(DATA FOR THIS EXERCISE)

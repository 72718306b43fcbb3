//! Identity providers that turn a bearer token into a verified subject.

use async_trait::async_trait;
use dashmap::DashMap;
use folio_core::config::{IdentityConfig, StaticIdentity};
use serde::Deserialize;
use std::sync::Arc;
use std::time::Duration;

/// Subject vouched for by the identity provider.
#[derive(Clone, Debug, PartialEq, Eq)]
pub struct VerifiedIdentity {
    /// Provider-scoped subject id.
    pub uid: String,
    /// Email address of the subject.
    pub email: String,
}

/// Identity verification errors.
#[derive(Debug, thiserror::Error)]
pub enum IdentityError {
    #[error("token expired")]
    Expired,

    #[error("invalid token: {0}")]
    Invalid(String),

    #[error("identity provider unavailable: {0}")]
    Unavailable(String),

    #[error("identity configuration error: {0}")]
    Config(String),
}

/// Verifies opaque bearer tokens.
#[async_trait]
pub trait IdentityProvider: Send + Sync {
    /// Verify a token and return the subject it belongs to.
    async fn verify(&self, token: &str) -> Result<VerifiedIdentity, IdentityError>;

    /// Remove the account `uid` at the provider.
    async fn delete_account(&self, uid: &str) -> Result<(), IdentityError>;

    /// Whether tokens are JWTs whose header can be checked before `verify`.
    fn issues_jwts(&self) -> bool {
        true
    }

    /// Provider name for logs.
    fn name(&self) -> &'static str;
}

/// Build the identity provider described by the configuration.
pub fn from_config(config: &IdentityConfig) -> Result<Arc<dyn IdentityProvider>, IdentityError> {
    match config {
        IdentityConfig::Firebase {
            api_key,
            endpoint,
            timeout_secs,
        } => Ok(Arc::new(FirebaseIdentity::new(
            api_key,
            endpoint,
            Duration::from_secs(*timeout_secs),
        )?)),
        IdentityConfig::Static { users } => Ok(Arc::new(StaticIdentityProvider::new(users))),
    }
}

/// Firebase Authentication through the Identity Toolkit `accounts:lookup`
/// and `accounts:delete` APIs.
pub struct FirebaseIdentity {
    client: reqwest::Client,
    lookup_url: String,
    delete_url: String,
    api_key: String,
}

#[derive(Deserialize)]
struct LookupResponse {
    #[serde(default)]
    users: Vec<LookupUser>,
}

#[derive(Deserialize)]
#[serde(rename_all = "camelCase")]
struct LookupUser {
    local_id: String,
    email: Option<String>,
}

#[derive(Deserialize)]
struct ProviderErrorResponse {
    error: ProviderErrorBody,
}

#[derive(Deserialize)]
struct ProviderErrorBody {
    message: String,
}

impl FirebaseIdentity {
    /// Create a client for the Identity Toolkit at `endpoint`.
    pub fn new(api_key: &str, endpoint: &str, timeout: Duration) -> Result<Self, IdentityError> {
        let client = reqwest::Client::builder()
            .timeout(timeout)
            .build()
            .map_err(|e| IdentityError::Config(format!("failed to build HTTP client: {e}")))?;
        Ok(Self {
            client,
            lookup_url: format!("{}/v1/accounts:lookup", endpoint.trim_end_matches('/')),
            delete_url: format!("{}/v1/accounts:delete", endpoint.trim_end_matches('/')),
            api_key: api_key.to_string(),
        })
    }

    async fn post(
        &self,
        url: &str,
        body: serde_json::Value,
    ) -> Result<reqwest::Response, IdentityError> {
        let response = self
            .client
            .post(url)
            .query(&[("key", self.api_key.as_str())])
            .json(&body)
            .send()
            .await
            .map_err(|e| IdentityError::Unavailable(e.to_string()))?;

        let status = response.status();
        if status.is_server_error() {
            return Err(IdentityError::Unavailable(format!(
                "identity provider returned {status}"
            )));
        }
        if !status.is_success() {
            let message = response
                .json::<ProviderErrorResponse>()
                .await
                .map(|body| body.error.message)
                .unwrap_or_else(|_| status.to_string());
            if message.starts_with("TOKEN_EXPIRED") {
                return Err(IdentityError::Expired);
            }
            return Err(IdentityError::Invalid(message));
        }
        Ok(response)
    }
}

#[async_trait]
impl IdentityProvider for FirebaseIdentity {
    async fn verify(&self, token: &str) -> Result<VerifiedIdentity, IdentityError> {
        let response = self
            .post(&self.lookup_url, serde_json::json!({ "idToken": token }))
            .await?;

        let body: LookupResponse = response
            .json()
            .await
            .map_err(|e| IdentityError::Unavailable(format!("malformed lookup response: {e}")))?;
        let user = body
            .users
            .into_iter()
            .next()
            .ok_or_else(|| IdentityError::Invalid("no account for token".to_string()))?;
        let email = user
            .email
            .ok_or_else(|| IdentityError::Invalid("account has no email".to_string()))?;

        Ok(VerifiedIdentity {
            uid: user.local_id,
            email,
        })
    }

    async fn delete_account(&self, uid: &str) -> Result<(), IdentityError> {
        self.post(&self.delete_url, serde_json::json!({ "localId": uid }))
            .await?;
        Ok(())
    }

    fn name(&self) -> &'static str {
        "firebase"
    }
}

/// Fixed table of literal tokens. For development and tests.
pub struct StaticIdentityProvider {
    users: DashMap<String, VerifiedIdentity>,
}

impl StaticIdentityProvider {
    pub fn new(users: &[StaticIdentity]) -> Self {
        let users = users
            .iter()
            .map(|u| {
                (
                    u.token.clone(),
                    VerifiedIdentity {
                        uid: u.uid.clone(),
                        email: u.email.clone(),
                    },
                )
            })
            .collect();
        Self { users }
    }
}

#[async_trait]
impl IdentityProvider for StaticIdentityProvider {
    async fn verify(&self, token: &str) -> Result<VerifiedIdentity, IdentityError> {
        self.users
            .get(token)
            .map(|entry| entry.value().clone())
            .ok_or_else(|| IdentityError::Invalid("unknown token".to_string()))
    }

    async fn delete_account(&self, uid: &str) -> Result<(), IdentityError> {
        let before = self.users.len();
        self.users.retain(|_, identity| identity.uid != uid);
        if self.users.len() == before {
            return Err(IdentityError::Invalid(format!("no account for uid '{uid}'")));
        }
        Ok(())
    }

    fn issues_jwts(&self) -> bool {
        false
    }

    fn name(&self) -> &'static str {
        "static"
    }
}
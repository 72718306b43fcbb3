//! Repository traits for metadata operations.

pub mod articles;
pub mod issues;
pub mod submissions;
pub mod users;
pub mod volumes;

pub use articles::ArticleRepo;
pub use issues::IssueRepo;
pub use submissions::SubmissionRepo;
pub use users::UserRepo;
pub use volumes::VolumeRepo;
impl S3Backend {
    /// Create a new S3 backend.
    pub async fn new(settings: S3Settings) -> StorageResult<Self> {
        let S3Settings {
            bucket,
            endpoint,
            region,
            prefix,
            access_key_id,
            secret_access_key,
            force_path_style,
            public_base_url,
            public_acl,
        } = settings;

        if access_key_id.is_some() ^ secret_access_key.is_some() {
            return Err(StorageError::Config(
                "s3 config requires both access_key_id and secret_access_key when either is set"
                    .to_string(),
            ));
        }

        let resolved_region = region.unwrap_or_else(|| "us-east-1".to_string());
        let mut s3_config_builder = aws_sdk_s3::config::Builder::new()
            .behavior_version(BehaviorVersion::latest())
            .region(aws_config::Region::new(resolved_region.clone()));

        if let (Some(key_id), Some(secret)) = (access_key_id, secret_access_key) {
            let credentials =
                aws_sdk_s3::config::Credentials::new(key_id, secret, None, None, "folio-config");
            s3_config_builder = s3_config_builder.credentials_provider(credentials);
        } else {
            s3_config_builder = s3_config_builder
                .credentials_provider(LazyDefaultCredentialsProvider::new(resolved_region.clone()));
        }

        let normalized_endpoint = endpoint.as_deref().map(normalize_endpoint);
        if let Some(endpoint_url) = &normalized_endpoint {
            s3_config_builder = s3_config_builder.endpoint_url(endpoint_url);

            // Plain-HTTP endpoints (local MinIO) get an HTTP-only client so SDK
            // initialization doesn't depend on native trust roots.
            if endpoint_url.to_ascii_lowercase().starts_with("http://") {
                s3_config_builder =
                    s3_config_builder.http_client(SmithyHttpClientBuilder::new().build_http());
            }
        }

        if force_path_style {
            s3_config_builder = s3_config_builder.force_path_style(true);
        }

        let client = Client::from_conf(s3_config_builder.build());

        let public_base = match public_base_url {
            Some(url) => url.trim_end_matches('/').to_string(),
            None => bucket_base_url(
                &bucket,
                normalized_endpoint.as_deref(),
                &resolved_region,
                force_path_style,
            ),
        };

        // Strip trailing slashes to avoid double-slash keys like "prefix//key"
        let normalized_prefix = prefix
            .map(|p| p.trim_matches('/').to_string())
            .filter(|p| !p.is_empty());

        Ok(Self {
            client,
            bucket,
            prefix: normalized_prefix,
            region: resolved_region,
            public_base,
            public_acl,
        })
    }

    /// Get the full object key for a key (applies prefix if configured).
    fn full_key(&self, key: &str) -> String {
        match &self.prefix {
            Some(prefix) => format!("{}/{}", prefix, key),
            None => key.to_string(),
        }
    }

    /// Convert an AWS SDK error to StorageError, mapping NotFound appropriately.
    fn map_sdk_error<E>(err: aws_sdk_s3::error::SdkError<E>, key: &str) -> StorageError
    where
        E: std::error::Error + Send + Sync + 'static,
    {
        if let aws_sdk_s3::error::SdkError::ServiceError(ref service_err) = err
            && service_err.raw().status().as_u16() == 404
        {
            return StorageError::NotFound(key.to_string());
        }
        map_s3_operation_error(err)
    }
}

#[async_trait]
impl ObjectStore for S3Backend {
    #[instrument(skip(self), fields(backend = "s3"))]
    async fn exists(&self, key: &str) -> StorageResult<bool> {
        match self.head(key).await {
            Ok(_) => Ok(true),
            Err(StorageError::NotFound(_)) => Ok(false),
            Err(err) => Err(err),
        }
    }

    #[instrument(skip(self), fields(backend = "s3"))]
    async fn head(&self, key: &str) -> StorageResult<ObjectMeta> {
        let output = self
            .client
            .head_object()
            .bucket(&self.bucket)
            .key(self.full_key(key))
            .send()
            .await
            .map_err(|e| Self::map_sdk_error(e, key))?;

        let last_modified = output.last_modified().and_then(|dt| {
            time::OffsetDateTime::from_unix_timestamp(dt.secs())
                .inspect_err(|e| {
                    tracing::warn!(
                        key = %key,
                        timestamp = dt.secs(),
                        error = %e,
                        "Failed to convert S3 timestamp"
                    );
                })
                .ok()
        });

        Ok(ObjectMeta {
            size: output.content_length().unwrap_or(0).max(0) as u64,
            last_modified,
            content_type: output.content_type().map(|s| s.to_string()),
        })
    }

    #[instrument(skip(self), fields(backend = "s3"))]
    async fn get(&self, key: &str) -> StorageResult<Bytes> {
        let output = self
            .client
            .get_object()
            .bucket(&self.bucket)
            .key(self.full_key(key))
            .send()
            .await
            .map_err(|e| Self::map_sdk_error(e, key))?;

        let bytes = output
            .body
            .collect()
            .await
            .map_err(|e| StorageError::S3(Box::new(e)))?
            .into_bytes();

        Ok(bytes)
    }

    #[instrument(skip(self), fields(backend = "s3"))]
    async fn get_stream(&self, key: &str) -> StorageResult<ByteStream> {
        use futures::StreamExt;

        let output = self
            .client
            .get_object()
            .bucket(&self.bucket)
            .key(self.full_key(key))
            .send()
            .await
            .map_err(|e| Self::map_sdk_error(e, key))?;

        let reader_stream = ReaderStream::new(output.body.into_async_read());
        let stream = reader_stream.map(|result| result.map_err(StorageError::Io));

        Ok(Box::pin(stream))
    }

    #[instrument(skip(self, data), fields(backend = "s3", size = data.len()))]
    async fn put(&self, key: &str, data: Bytes, content_type: &str) -> StorageResult<()> {
        self.client
            .put_object()
            .bucket(&self.bucket)
            .key(self.full_key(key))
            .content_type(content_type)
            .body(data.into())
            .send()
            .await
            .map_err(map_s3_operation_error)?;
        Ok(())
    }

    #[instrument(skip(self), fields(backend = "s3", public_acl = self.public_acl))]
    async fn make_public(&self, key: &str) -> StorageResult<()> {
        if !self.public_acl {
            return Ok(());
        }
        self.client
            .put_object_acl()
            .bucket(&self.bucket)
            .key(self.full_key(key))
            .acl(aws_sdk_s3::types::ObjectCannedAcl::PublicRead)
            .send()
            .await
            .map_err(|e| Self::map_sdk_error(e, key))?;
        Ok(())
    }

    #[instrument(skip(self), fields(backend = "s3"))]
    async fn delete(&self, key: &str) -> StorageResult<()> {
        // delete_object succeeds on missing keys, so probe first to report NotFound
        if !self.exists(key).await? {
            return Err(StorageError::NotFound(key.to_string()));
        }

        self.client
            .delete_object()
            .bucket(&self.bucket)
            .key(self.full_key(key))
            .send()
            .await
            .map_err(map_s3_operation_error)?;

        Ok(())
    }

    fn public_url(&self, key: &str) -> String {
        join_public_url(&self.public_base, &self.full_key(key))
    }

    fn backend_name(&self) -> &'static str {
        "s3"
    }

    #[instrument(skip(self), fields(backend = "s3"))]
    async fn health_check(&self) -> StorageResult<()> {
        const HEALTH_CHECK_TIMEOUT: Duration = Duration::from_secs(10);

        let marker_key = self.full_key(".folio-health-check");

        let health_check_future = async {
            self.client
                .put_object()
                .bucket(&self.bucket)
                .key(&marker_key)
                .body(Bytes::from_static(b"health-check").into())
                .send()
                .await
                .map_err(map_s3_operation_error)?;

            if let Err(e) = self
                .client
                .delete_object()
                .bucket(&self.bucket)
                .key(&marker_key)
                .send()
                .await
                && !matches!(&e, aws_sdk_s3::error::SdkError::ServiceError(se) if se.raw().status().as_u16() == 404)
            {
                return Err(map_s3_operation_error(e));
            }

            Ok(())
        };

        tokio::time::timeout(HEALTH_CHECK_TIMEOUT, health_check_future)
            .await
            .map_err(|_| {
                StorageError::Io(std::io::Error::new(
                    std::io::ErrorKind::TimedOut,
                    "S3 health check timed out after 10 seconds",
                ))
            })?
    }
}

(WHAT IS NEEDED) Where does the string "true" appear in the records above? Show every line that holds it.

(ANSWER TO THIS PROBLEM)
        true
            s3_config_builder = s3_config_builder.force_path_style(true);
            Ok(_) => Ok(true),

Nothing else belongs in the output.